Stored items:
******

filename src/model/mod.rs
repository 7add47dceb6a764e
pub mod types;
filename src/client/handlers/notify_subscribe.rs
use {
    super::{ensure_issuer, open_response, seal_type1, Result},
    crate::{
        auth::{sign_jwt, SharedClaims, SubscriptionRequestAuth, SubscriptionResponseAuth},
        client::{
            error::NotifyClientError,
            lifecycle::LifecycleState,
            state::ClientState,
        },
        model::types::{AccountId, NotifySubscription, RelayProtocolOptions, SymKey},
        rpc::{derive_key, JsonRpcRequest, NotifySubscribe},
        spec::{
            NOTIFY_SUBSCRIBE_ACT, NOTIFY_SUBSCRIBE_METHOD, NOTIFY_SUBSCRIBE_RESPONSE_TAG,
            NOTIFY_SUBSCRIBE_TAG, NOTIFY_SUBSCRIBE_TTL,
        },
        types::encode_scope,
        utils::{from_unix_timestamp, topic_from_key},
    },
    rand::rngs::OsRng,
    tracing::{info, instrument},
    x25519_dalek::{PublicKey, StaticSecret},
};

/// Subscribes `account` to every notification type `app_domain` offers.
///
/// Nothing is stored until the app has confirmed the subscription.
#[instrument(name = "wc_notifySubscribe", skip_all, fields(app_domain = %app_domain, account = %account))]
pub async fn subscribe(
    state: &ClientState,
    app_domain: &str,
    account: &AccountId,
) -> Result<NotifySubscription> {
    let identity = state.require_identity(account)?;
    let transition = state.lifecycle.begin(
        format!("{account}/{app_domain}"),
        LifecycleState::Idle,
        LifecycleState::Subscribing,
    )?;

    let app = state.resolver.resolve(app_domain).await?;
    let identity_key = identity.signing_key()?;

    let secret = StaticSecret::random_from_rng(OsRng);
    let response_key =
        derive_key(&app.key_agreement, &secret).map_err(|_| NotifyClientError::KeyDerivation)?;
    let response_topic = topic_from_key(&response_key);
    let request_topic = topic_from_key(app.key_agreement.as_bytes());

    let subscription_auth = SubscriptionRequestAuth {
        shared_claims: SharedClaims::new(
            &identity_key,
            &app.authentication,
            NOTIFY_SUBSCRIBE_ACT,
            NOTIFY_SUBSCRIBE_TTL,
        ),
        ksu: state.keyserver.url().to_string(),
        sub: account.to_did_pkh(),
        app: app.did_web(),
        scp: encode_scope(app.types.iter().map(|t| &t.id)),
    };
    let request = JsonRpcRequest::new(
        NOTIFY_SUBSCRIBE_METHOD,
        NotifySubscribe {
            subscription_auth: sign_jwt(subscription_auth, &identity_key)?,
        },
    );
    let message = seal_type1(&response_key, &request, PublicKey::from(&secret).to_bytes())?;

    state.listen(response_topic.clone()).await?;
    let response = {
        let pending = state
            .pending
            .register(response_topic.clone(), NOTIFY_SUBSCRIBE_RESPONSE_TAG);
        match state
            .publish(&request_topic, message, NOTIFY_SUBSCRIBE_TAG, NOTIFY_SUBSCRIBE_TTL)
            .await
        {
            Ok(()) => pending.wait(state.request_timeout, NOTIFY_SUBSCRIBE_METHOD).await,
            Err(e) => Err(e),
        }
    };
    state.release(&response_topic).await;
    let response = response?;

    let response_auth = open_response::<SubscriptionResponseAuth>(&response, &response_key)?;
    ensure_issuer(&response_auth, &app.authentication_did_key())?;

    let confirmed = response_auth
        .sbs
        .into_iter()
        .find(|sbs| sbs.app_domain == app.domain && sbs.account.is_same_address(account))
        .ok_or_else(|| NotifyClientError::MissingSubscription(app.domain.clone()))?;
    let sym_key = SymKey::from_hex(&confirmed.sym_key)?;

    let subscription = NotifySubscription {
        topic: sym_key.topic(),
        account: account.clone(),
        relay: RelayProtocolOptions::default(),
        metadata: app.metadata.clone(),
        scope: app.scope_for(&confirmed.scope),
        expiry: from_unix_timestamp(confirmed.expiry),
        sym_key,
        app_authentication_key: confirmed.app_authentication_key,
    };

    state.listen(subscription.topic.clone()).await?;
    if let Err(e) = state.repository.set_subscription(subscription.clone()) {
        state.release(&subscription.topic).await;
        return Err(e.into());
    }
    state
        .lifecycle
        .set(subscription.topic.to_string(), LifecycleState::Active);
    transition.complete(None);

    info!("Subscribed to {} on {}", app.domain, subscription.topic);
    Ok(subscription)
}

******

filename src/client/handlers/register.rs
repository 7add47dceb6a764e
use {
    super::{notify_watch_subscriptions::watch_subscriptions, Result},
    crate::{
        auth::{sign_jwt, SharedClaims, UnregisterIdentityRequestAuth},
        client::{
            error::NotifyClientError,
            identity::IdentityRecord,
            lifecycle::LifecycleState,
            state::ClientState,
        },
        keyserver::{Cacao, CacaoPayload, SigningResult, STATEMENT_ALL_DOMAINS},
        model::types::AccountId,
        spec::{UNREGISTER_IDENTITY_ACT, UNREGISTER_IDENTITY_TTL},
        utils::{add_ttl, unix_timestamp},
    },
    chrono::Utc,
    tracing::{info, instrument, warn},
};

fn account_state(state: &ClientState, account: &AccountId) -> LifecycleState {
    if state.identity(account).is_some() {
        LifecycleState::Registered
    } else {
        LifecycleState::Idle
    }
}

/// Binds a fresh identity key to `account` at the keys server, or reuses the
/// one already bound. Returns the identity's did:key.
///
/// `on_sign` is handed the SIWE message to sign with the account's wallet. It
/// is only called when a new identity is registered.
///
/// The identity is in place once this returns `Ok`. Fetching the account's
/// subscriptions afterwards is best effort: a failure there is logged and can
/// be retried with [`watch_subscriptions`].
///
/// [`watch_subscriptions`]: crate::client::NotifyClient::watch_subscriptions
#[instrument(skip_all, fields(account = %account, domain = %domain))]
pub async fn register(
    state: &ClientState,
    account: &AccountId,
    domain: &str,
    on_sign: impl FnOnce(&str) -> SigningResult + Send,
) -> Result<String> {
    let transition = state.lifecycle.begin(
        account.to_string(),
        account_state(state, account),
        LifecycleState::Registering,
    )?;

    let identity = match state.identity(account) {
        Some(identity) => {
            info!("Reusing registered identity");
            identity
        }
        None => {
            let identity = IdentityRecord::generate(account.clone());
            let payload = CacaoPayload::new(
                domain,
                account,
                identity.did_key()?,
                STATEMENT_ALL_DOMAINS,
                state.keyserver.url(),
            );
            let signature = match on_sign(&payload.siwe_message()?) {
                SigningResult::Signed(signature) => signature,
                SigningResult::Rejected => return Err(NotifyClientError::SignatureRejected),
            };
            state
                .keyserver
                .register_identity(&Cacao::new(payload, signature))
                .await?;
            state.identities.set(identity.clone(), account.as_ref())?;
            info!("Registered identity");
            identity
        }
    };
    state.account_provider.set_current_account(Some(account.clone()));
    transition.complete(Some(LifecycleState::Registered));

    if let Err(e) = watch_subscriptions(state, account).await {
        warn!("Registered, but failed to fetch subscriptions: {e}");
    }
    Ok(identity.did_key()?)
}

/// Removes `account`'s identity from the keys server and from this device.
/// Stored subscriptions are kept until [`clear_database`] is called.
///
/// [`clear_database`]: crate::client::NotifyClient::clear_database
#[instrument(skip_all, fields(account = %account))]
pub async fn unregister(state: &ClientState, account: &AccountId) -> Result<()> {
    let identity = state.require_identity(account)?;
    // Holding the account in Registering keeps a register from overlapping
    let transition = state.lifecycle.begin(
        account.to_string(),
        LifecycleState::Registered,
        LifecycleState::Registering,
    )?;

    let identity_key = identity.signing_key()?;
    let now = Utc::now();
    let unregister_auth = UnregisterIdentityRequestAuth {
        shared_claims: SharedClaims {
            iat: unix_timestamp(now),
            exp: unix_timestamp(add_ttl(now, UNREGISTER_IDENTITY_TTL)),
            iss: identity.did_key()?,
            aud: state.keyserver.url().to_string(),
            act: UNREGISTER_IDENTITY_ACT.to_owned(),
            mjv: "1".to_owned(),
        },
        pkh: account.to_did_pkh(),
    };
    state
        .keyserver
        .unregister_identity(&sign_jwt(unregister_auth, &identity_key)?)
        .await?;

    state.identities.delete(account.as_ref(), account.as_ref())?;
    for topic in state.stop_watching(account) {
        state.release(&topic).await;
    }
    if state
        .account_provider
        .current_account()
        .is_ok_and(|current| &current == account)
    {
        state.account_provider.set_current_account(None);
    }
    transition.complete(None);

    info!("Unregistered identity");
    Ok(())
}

******

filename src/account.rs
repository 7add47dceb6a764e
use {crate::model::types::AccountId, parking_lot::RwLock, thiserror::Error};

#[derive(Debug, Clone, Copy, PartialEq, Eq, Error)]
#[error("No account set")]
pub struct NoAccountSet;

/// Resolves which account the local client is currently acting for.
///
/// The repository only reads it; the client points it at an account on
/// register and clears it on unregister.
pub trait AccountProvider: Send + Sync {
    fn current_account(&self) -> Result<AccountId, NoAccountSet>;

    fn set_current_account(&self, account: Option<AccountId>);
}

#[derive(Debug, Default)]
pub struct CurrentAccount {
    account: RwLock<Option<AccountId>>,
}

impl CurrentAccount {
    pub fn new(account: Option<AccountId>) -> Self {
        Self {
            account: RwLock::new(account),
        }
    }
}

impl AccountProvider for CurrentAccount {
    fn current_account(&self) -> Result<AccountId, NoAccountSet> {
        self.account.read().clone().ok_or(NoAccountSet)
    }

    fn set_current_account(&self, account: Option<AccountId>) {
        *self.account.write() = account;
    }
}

******

> _Task_
Which lines above hold the word "release"? Copy each of them.

> _Your solution_
    state.release(&response_topic).await;
        state.release(&subscription.topic).await;
        state.release(&topic).await;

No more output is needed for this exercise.